Since we are entering a time with rising oceans, we are going to have to work at not only de-acidifying the ocean water and restoring fish and other aquatic life, but becoming sea-dwellers ourselves. We will be living in underwater cities. We will travel in underwater cars powered by solar-charged batteries. We will wear scuba gear to school. And we will need to invent aqualungs that extract oxygen and nitrogen from the water.
We will also need to develop environmental suits even to live on the land in the toxic atmosphere. We will all be like Ironman, all living safely inside our Swiss-army, all-purpose, and internet-connected Ironman suits.
And many of us will become Martians… or Venusians… living on other planets in the solar system.

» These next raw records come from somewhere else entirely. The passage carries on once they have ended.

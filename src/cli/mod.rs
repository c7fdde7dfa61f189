//! Command-line interface for Baton.
//!
//! This module provides the CLI argument parsing using clap's derive macros
//! and command implementations.
//!
//! # Architecture
//!
//! - [`args`] - Argument definitions using clap derive macros
//! - [`commands`] - Command implementations

pub mod args;
pub mod commands;

pub use args::{CheckArgs, Cli, Commands, HistoryArgs, ListArgs, RunArgs};
pub use commands::{Command, CommandDispatcher, CommandResult};
//! Configuration validation rules.
//!
//! - Step ids must be non-empty and unique
//! - depends_on must reference existing steps
//! - Input steps must declare the upload they expect
//! - No circular dependencies allowed
//! - time_scale must be positive

use crate::catalog::StepKind;
use crate::config::schema::BatonConfig;
use crate::error::{BatonError, Result};
use std::collections::{HashMap, HashSet};

/// Validation error with context.
#[derive(Debug, Clone)]
pub struct ValidationError {
    /// Rule identifier
    pub rule: String,
    /// Human-readable error message
    pub message: String,
    /// Step id if error is step-specific
    pub step: Option<String>,
}

impl ValidationError {
    fn new(rule: &str, message: String, step: Option<&str>) -> Self {
        Self {
            rule: rule.to_string(),
            message,
            step: step.map(str::to_string),
        }
    }
}

/// Validate a configuration and return all errors.
///
/// Collects every problem rather than stopping at the first one.
pub fn validate_config(config: &BatonConfig) -> Vec<ValidationError> {
    let mut errors = Vec::new();

    errors.extend(validate_settings(config));
    errors.extend(validate_steps(config));
    errors.extend(validate_dependencies(config));

    errors
}

fn validate_settings(config: &BatonConfig) -> Vec<ValidationError> {
    let scale = config.settings.time_scale;
    if scale.is_finite() && scale > 0.0 {
        return Vec::new();
    }
    vec![ValidationError::new(
        "invalid-time-scale",
        format!("settings.time_scale must be a positive number, got {}", scale),
        None,
    )]
}

fn validate_steps(config: &BatonConfig) -> Vec<ValidationError> {
    let mut errors = Vec::new();
    let ids: HashSet<&str> = config.steps.iter().map(|s| s.id.as_str()).collect();
    let mut seen = HashSet::new();

    for step in &config.steps {
        let id = step.id.as_str();

        if id.trim().is_empty() {
            errors.push(ValidationError::new(
                "empty-id",
                "Step id cannot be empty".to_string(),
                None,
            ));
            continue;
        }

        if !seen.insert(id) {
            errors.push(ValidationError::new(
                "duplicate-id",
                format!("Step id '{}' is used more than once", id),
                Some(id),
            ));
        }

        for dep in &step.depends_on {
            if !ids.contains(dep.as_str()) {
                errors.push(ValidationError::new(
                    "unknown-step",
                    format!("Step '{}' depends on '{}' which does not exist", id, dep),
                    Some(id),
                ));
            }
        }

        if step.kind == StepKind::Input && step.input.is_none() {
            errors.push(ValidationError::new(
                "missing-input",
                format!("Input step '{}' must declare an expected input", id),
                Some(id),
            ));
        }
    }

    errors
}

/// Validate step dependencies for cycles.
fn validate_dependencies(config: &BatonConfig) -> Vec<ValidationError> {
    let edges: HashMap<&str, Vec<&str>> = config
        .steps
        .iter()
        .map(|s| {
            (
                s.id.as_str(),
                s.depends_on.iter().map(String::as_str).collect(),
            )
        })
        .collect();

    let mut visited = HashSet::new();
    let mut rec_stack = HashSet::new();
    let mut path = Vec::new();

    for step in &config.steps {
        if let Some(cycle) = detect_cycle(
            step.id.as_str(),
            &edges,
            &mut visited,
            &mut rec_stack,
            &mut path,
        ) {
            // One cycle is enough to report.
            return vec![ValidationError::new(
                "circular-dependency",
                format!("Circular dependency detected: {}", cycle),
                Some(step.id.as_str()),
            )];
        }
    }

    Vec::new()
}

fn detect_cycle<'a>(
    step: &'a str,
    edges: &HashMap<&'a str, Vec<&'a str>>,
    visited: &mut HashSet<&'a str>,
    rec_stack: &mut HashSet<&'a str>,
    path: &mut Vec<&'a str>,
) -> Option<String> {
    if rec_stack.contains(step) {
        let cycle_start = path.iter().position(|s| *s == step)?;
        return Some(format!("{} -> {}", path[cycle_start..].join(" -> "), step));
    }

    if !visited.insert(step) {
        return None;
    }

    rec_stack.insert(step);
    path.push(step);

    if let Some(deps) = edges.get(step) {
        for dep in deps {
            if let Some(cycle) = detect_cycle(*dep, edges, visited, rec_stack, path) {
                return Some(cycle);
            }
        }
    }

    path.pop();
    rec_stack.remove(step);
    None
}

/// Validate and return Result (for convenience).
///
/// # Errors
///
/// Returns `ConfigValidationError` if any validation rules fail.
pub fn validate(config: &BatonConfig) -> Result<()> {
    let errors = validate_config(config);

    if errors.is_empty() {
        Ok(())
    } else {
        let messages: Vec<_> = errors.iter().map(|e| e.message.clone()).collect();
        Err(BatonError::ConfigValidationError {
            message: messages.join("; "),
        })
    }
}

Of course, we will have to do something about all the stupid people. Ideally, we would solve our aversion to educating kids to think for themselves, and take advantage of all the educational methods that really do work to make everybody into a self-sufficient, competent, and intelligent individual.
But since rich folks don’t like the idea of sharing what they accumulate with other, less-economically-fortunate people, there will probably be some kind of eugenics-based program to exterminate all the lower-class people that will no longer be needed to polish shoes or hand-make widgets for the wealthy. Being wealthy does not automatically make you a good person, even though most of them think that it is so.
And of course, there will have to be some progress on the matter of artificial intelligence. If terminator-style robots are just going to carry pretty sleeping girls around with them for decorative effects, we will have to figure out, “How are we going to treat them as people too?”
After all, they will all be much smarter than us. Even if we are rich. And we have to acknowledge the fact that they will have decided that they didn’t need to terminate all of us in order to make the world a much better place.
So, I guess that sorta proves that Mickey can do the science-fiction-y thing of predicting the future too. But we should ask ourselves the question, “Do we really want him to?”